Se ha dicho que la presión aplicada en el cuerpo de una mujer durante el parto podría matar a un hombre. Aparentemente, la presión es tan pesada que el cuerpo de un hombre no podría soportarla. Este fenómeno nos deja ver un nuevo significado en el versículo, «Te alabaré, porque asombrosa y maravillosamente he sido hecho; maravillosas son tus obras, y mi alma lo sabe muy bien» (Salmo 139:14). Cuando Dios creó a la mujer para que fuera capaz de tener un bebé hasta su término, y de parir a ese bebé, Él le dio capacidades extraordinarias. El la hizo de tal manera que ella pudiera ser aquello para lo cual había sido diseñada. La mujer fue diseñada para ser capaz de gestar—concebir, llevar un bebé hasta su término, y traer esta nueva vida al mundo. Ahora, como veremos, el diseño de Dios para la mujer como dadora de vida, va más allá de sus habilidades físicas. Impregna toda su formación como mujer. Por lo tanto, el tercer aspecto de la función de dominio de la mujer, es que ella fue hecha para concebir, desarrollar, y dar nueva vida o «incubar» lo que ella recibe dentro de ella misma.

El Nombramiento de la Mujer.

Después de la Caída, pero antes que el hombre y la mujer fueran sacados del Jardín del Edén, el hombre le dio a la mujer un nombre. «Y el hombre le puso por nombre Eva a su mujer, porque ella era la madre de todos los vivientes» (Génesis 3:20). El nombre Eva en el hebreo es Chavvah, y significa «dadora de vida». Es significante que Dios no hizo que el hombre y la mujer salieran del Jardín del Edén antes de que Eva fuera llamada así. Como lo mencionamos anteriormente, su habilidad para parir hijos, su función de dadora de vida, fue parte del diseño original de Dios y no un resultado o consecuencia de la Caída en ninguna manera.

La mujer es esencialmente dadora de vida. A ella le fue dada la habilidad de recibir la semilla del hombre y de reproducir su misma especie. Esta es una capacidad asombrosa. Dios le dio a la mujer una responsabilidad poderosa en el mundo.

La Mujer Enfoca Toda Su Ser en Crear Vida.

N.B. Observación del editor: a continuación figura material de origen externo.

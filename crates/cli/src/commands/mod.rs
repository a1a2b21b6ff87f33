pub mod activity;
pub mod dashboard;
pub mod health;
pub mod watch;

Durante su embarazo físico, el cuerpo de la mujer sufre una completa transformación: el tejido de su vientre se hace más grueso para poder crear un medio ambiente a fin de que la nueva vida se pueda desarrollar mientras que está guardada, protegida, segura, y caliente; sus niveles de hormonas cambian para prevenir un posible aborto; la química de su cerebro se altera; sus nutrientes son dirigidos para que vayan primero a su bebé que todavía no ha nacido y en segundo lugar hacia ella; su centro de gravedad cambia para que ella pueda mantener el equilibrio durante el tiempo que comparte su cuerpo con el bebé que todavía no ha nacido, y de esta misma manera, ocurren muchos otros cambios. El embarazo es un proceso asombroso que cambia el objetivo y el esfuerzo de todo el cuerpo de la mujer para enfocarlo en la tarea de desarrollar la nueva vida dentro de su vientre.

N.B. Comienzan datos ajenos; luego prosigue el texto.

// Ordered event feed
//
// Newest-first list of activity events ordered by arrival, deduplicated by id.
// Once an event is in the feed its position relative to other known events
// never changes; only genuinely new events are inserted, and always at the
// front. The unread tracker counts by position, so this is load-bearing.

use std::collections::HashSet;

use crate::activity::{ActivityEvent, EventId};

/// Result of folding a batch or refresh window into the feed
#[derive(Debug, Clone, Copy, Default, PartialEq, Eq)]
pub struct MergeOutcome {
    /// Events inserted at the front
    pub inserted: usize,
    /// Events removed (tail overflow, or dropped out of a refresh window)
    pub evicted: usize,
}

impl MergeOutcome {
    pub fn changed(&self) -> bool {
        self.inserted > 0 || self.evicted > 0
    }
}

/// Bounded, insertion-ordered, id-deduplicated event list
#[derive(Debug, Clone)]
pub struct EventFeed {
    events: Vec<ActivityEvent>,
    ids: HashSet<EventId>,
    capacity: usize,
}

impl EventFeed {
    /// Create an empty feed holding at most `capacity` events (minimum 1)
    pub fn new(capacity: usize) -> Self {
        Self {
            events: Vec::new(),
            ids: HashSet::new(),
            capacity: capacity.max(1),
        }
    }

    pub fn events(&self) -> &[ActivityEvent] {
        &self.events
    }

    pub fn len(&self) -> usize {
        self.events.len()
    }

    pub fn is_empty(&self) -> bool {
        self.events.is_empty()
    }

    pub fn capacity(&self) -> usize {
        self.capacity
    }

    pub fn contains(&self, id: &EventId) -> bool {
        self.ids.contains(id)
    }

    /// Newest event, if any
    pub fn newest(&self) -> Option<&ActivityEvent> {
        self.events.first()
    }

    /// Merge a batch delivered newest-first
    ///
    /// Events already in the feed are ignored (not duplicated, not moved).
    /// Remaining events go to the front in the order they were delivered.
    pub fn merge(&mut self, batch: Vec<ActivityEvent>) -> MergeOutcome {
        let fresh = self.take_unknown(batch);
        let inserted = fresh.len();
        if inserted == 0 {
            return MergeOutcome::default();
        }

        let mut merged = fresh;
        merged.append(&mut self.events);
        self.events = merged;

        MergeOutcome {
            inserted,
            evicted: self.enforce_capacity(),
        }
    }

    /// Replace the head region with an authoritative "most recent" window
    ///
    /// Unknown events in `window` go to the front in delivered order. Known
    /// events keep their current relative order. Known events absent from
    /// `window` are no longer among the most recent and are dropped.
    pub fn replace_head(&mut self, window: Vec<ActivityEvent>) -> MergeOutcome {
        let window_ids: HashSet<EventId> = window.iter().map(|e| e.id.clone()).collect();

        let before = self.events.len();
        let ids = &mut self.ids;
        self.events.retain(|e| {
            let keep = window_ids.contains(&e.id);
            if !keep {
                ids.remove(&e.id);
            }
            keep
        });
        let dropped = before - self.events.len();

        let outcome = self.merge(window);
        MergeOutcome {
            inserted: outcome.inserted,
            evicted: outcome.evicted + dropped,
        }
    }

    /// Remove everything
    pub fn clear(&mut self) {
        self.events.clear();
        self.ids.clear();
    }

    /// Filter a batch down to events not yet in the feed, collapsing
    /// in-batch duplicates to their first occurrence. Registers the ids.
    fn take_unknown(&mut self, batch: Vec<ActivityEvent>) -> Vec<ActivityEvent> {
        batch
            .into_iter()
            .filter(|event| self.ids.insert(event.id.clone()))
            .collect()
    }

    fn enforce_capacity(&mut self) -> usize {
        if self.events.len() <= self.capacity {
            return 0;
        }
        let overflow = self.events.split_off(self.capacity);
        for event in &overflow {
            self.ids.remove(&event.id);
        }
        overflow.len()
    }
}

impl Default for EventFeed {
    fn default() -> Self {
        Self::new(crate::config::DEFAULT_FEED_CAPACITY)
    }
}

#[cfg(test)]
mod tests {
    use super::*;
    use crate::activity::ActivityType;
    use chrono::Utc;

    fn ev(id: &str) -> ActivityEvent {
        ActivityEvent::new(id, ActivityType::Login, format!("event {}", id), Utc::now())
    }

    fn ids(feed: &EventFeed) -> Vec<&str> {
        feed.events().iter().map(|e| e.id.as_str()).collect()
    }

    #[test]
    fn test_merge_into_empty_feed() {
        let mut feed = EventFeed::new(10);
        let outcome = feed.merge(vec![ev("e1"), ev("e2"), ev("e3")]);

        assert_eq!(outcome.inserted, 3);
        assert_eq!(ids(&feed), vec!["e1", "e2", "e3"]);
        assert_eq!(feed.newest().unwrap().id.as_str(), "e1");
    }

    #[test]
    fn test_new_events_go_to_front_in_delivered_order() {
        let mut feed = EventFeed::new(10);
        feed.merge(vec![ev("e1"), ev("e2"), ev("e3")]);
        feed.merge(vec![ev("e5"), ev("e4")]);

        assert_eq!(ids(&feed), vec!["e5", "e4", "e1", "e2", "e3"]);
    }

    #[test]
    fn test_known_events_are_not_moved_or_duplicated() {
        let mut feed = EventFeed::new(10);
        feed.merge(vec![ev("e1"), ev("e2"), ev("e3")]);

        // Redelivery with a new event interleaved between known ones
        let outcome = feed.merge(vec![ev("e3"), ev("e9"), ev("e1")]);

        assert_eq!(outcome.inserted, 1);
        assert_eq!(ids(&feed), vec!["e9", "e1", "e2", "e3"]);
    }

    #[test]
    fn test_in_batch_duplicates_collapse() {
        let mut feed = EventFeed::new(10);
        let outcome = feed.merge(vec![ev("e1"), ev("e1"), ev("e2")]);

        assert_eq!(outcome.inserted, 2);
        assert_eq!(ids(&feed), vec!["e1", "e2"]);
    }

    #[test]
    fn test_relative_order_is_stable_across_merges() {
        let mut feed = EventFeed::new(100);
        feed.merge(vec![ev("a"), ev("b"), ev("c")]);

        for round in 0..5 {
            let batch = vec![ev(&format!("n{}", round)), ev("b"), ev("a")];
            feed.merge(batch);

            let pos = |id: &str| feed.events().iter().position(|e| e.id.as_str() == id);
            assert!(pos("a") < pos("b"));
            assert!(pos("b") < pos("c"));
        }
        assert_eq!(feed.len(), 8);
    }

    #[test]
    fn test_capacity_evicts_from_tail() {
        let mut feed = EventFeed::new(3);
        feed.merge(vec![ev("e1"), ev("e2"), ev("e3")]);
        let outcome = feed.merge(vec![ev("e4")]);

        assert_eq!(outcome.evicted, 1);
        assert_eq!(ids(&feed), vec!["e4", "e1", "e2"]);
        assert!(!feed.contains(&EventId::from("e3")));

        // An evicted id that is delivered again counts as new
        feed.merge(vec![ev("e3")]);
        assert_eq!(ids(&feed), vec!["e3", "e4", "e1"]);
    }

    #[test]
    fn test_replace_head_keeps_known_order() {
        let mut feed = EventFeed::new(10);
        feed.merge(vec![ev("e1"), ev("e2"), ev("e3")]);

        // Server window lists known events in a different order
        let outcome = feed.replace_head(vec![ev("e2"), ev("e1"), ev("e3")]);

        assert!(!outcome.changed());
        assert_eq!(ids(&feed), vec!["e1", "e2", "e3"]);
    }

    #[test]
    fn test_replace_head_inserts_new_and_drops_stale() {
        let mut feed = EventFeed::new(10);
        feed.merge(vec![ev("e1"), ev("e2"), ev("e3")]);

        let outcome = feed.replace_head(vec![ev("e5"), ev("e4"), ev("e1"), ev("e2")]);

        assert_eq!(outcome.inserted, 2);
        assert_eq!(outcome.evicted, 1);
        assert_eq!(ids(&feed), vec!["e5", "e4", "e1", "e2"]);
        assert!(!feed.contains(&EventId::from("e3")));
    }

    #[test]
    fn test_replace_head_with_empty_window_clears() {
        let mut feed = EventFeed::new(10);
        feed.merge(vec![ev("e1"), ev("e2")]);

        let outcome = feed.replace_head(vec![]);

        assert_eq!(outcome.evicted, 2);
        assert!(feed.is_empty());
    }
}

La Mujer Es una «Incubadora» por Naturaleza.

Pero la función de dominio de la mujer como dadora de vida no está limitada a llevar o a parir un ser humano. Podríamos llamarla una «incubadora», porque su naturaleza misma refleja su inclinación a desarrollar y a dar nueva vida a las cosas. Este propósito de la mujer no es sorprendente, porque a menudo es una reflexión de lo espiritual en el mundo físico, tal y como Pablo nos dijo en Romanos 1.

Desde que Dios creó la habilidad gestativa de la mujer como una parte integral de su naturaleza, esta habilidad impregna todas las áreas de su vida. Ella tiene un vientre físico, pero también tiene «vientre» emocional, un «vientre» mental y de instinto y un «vientre» espiritual. Ella da vida en todas estas áreas de su formación. Todo acerca de ella es un vientre. Ella recibe cosas dentro de ella misma, las nutre hasta que maduran, y entonces, las regresa en una forma completamente desarrollada. Por ejemplo, un esperma no sirve para nada si no cuenta con el huevo. Un huevo, al unirse con un esperma, es lo que genera la vida humana, y las células resultantes del embrión comienzan a multiplicarse cuando están en el medio ambiente nutricional del vientre. Lo que comenzó como un esperma y un huevo, termina como un bebé humano completamente formado. El feto se ha desarrollado de tal manera que ahora tiene vida en sí mismo. De forma similar, la mujer toma de la gente y del medio ambiente que la rodea—especialmente su esposo, si ella es casada—y crea algo completamente nuevo con aquello que tomó. Muchas mujeres ni siquiera saben que han sido bendecidas con este propósito asombroso.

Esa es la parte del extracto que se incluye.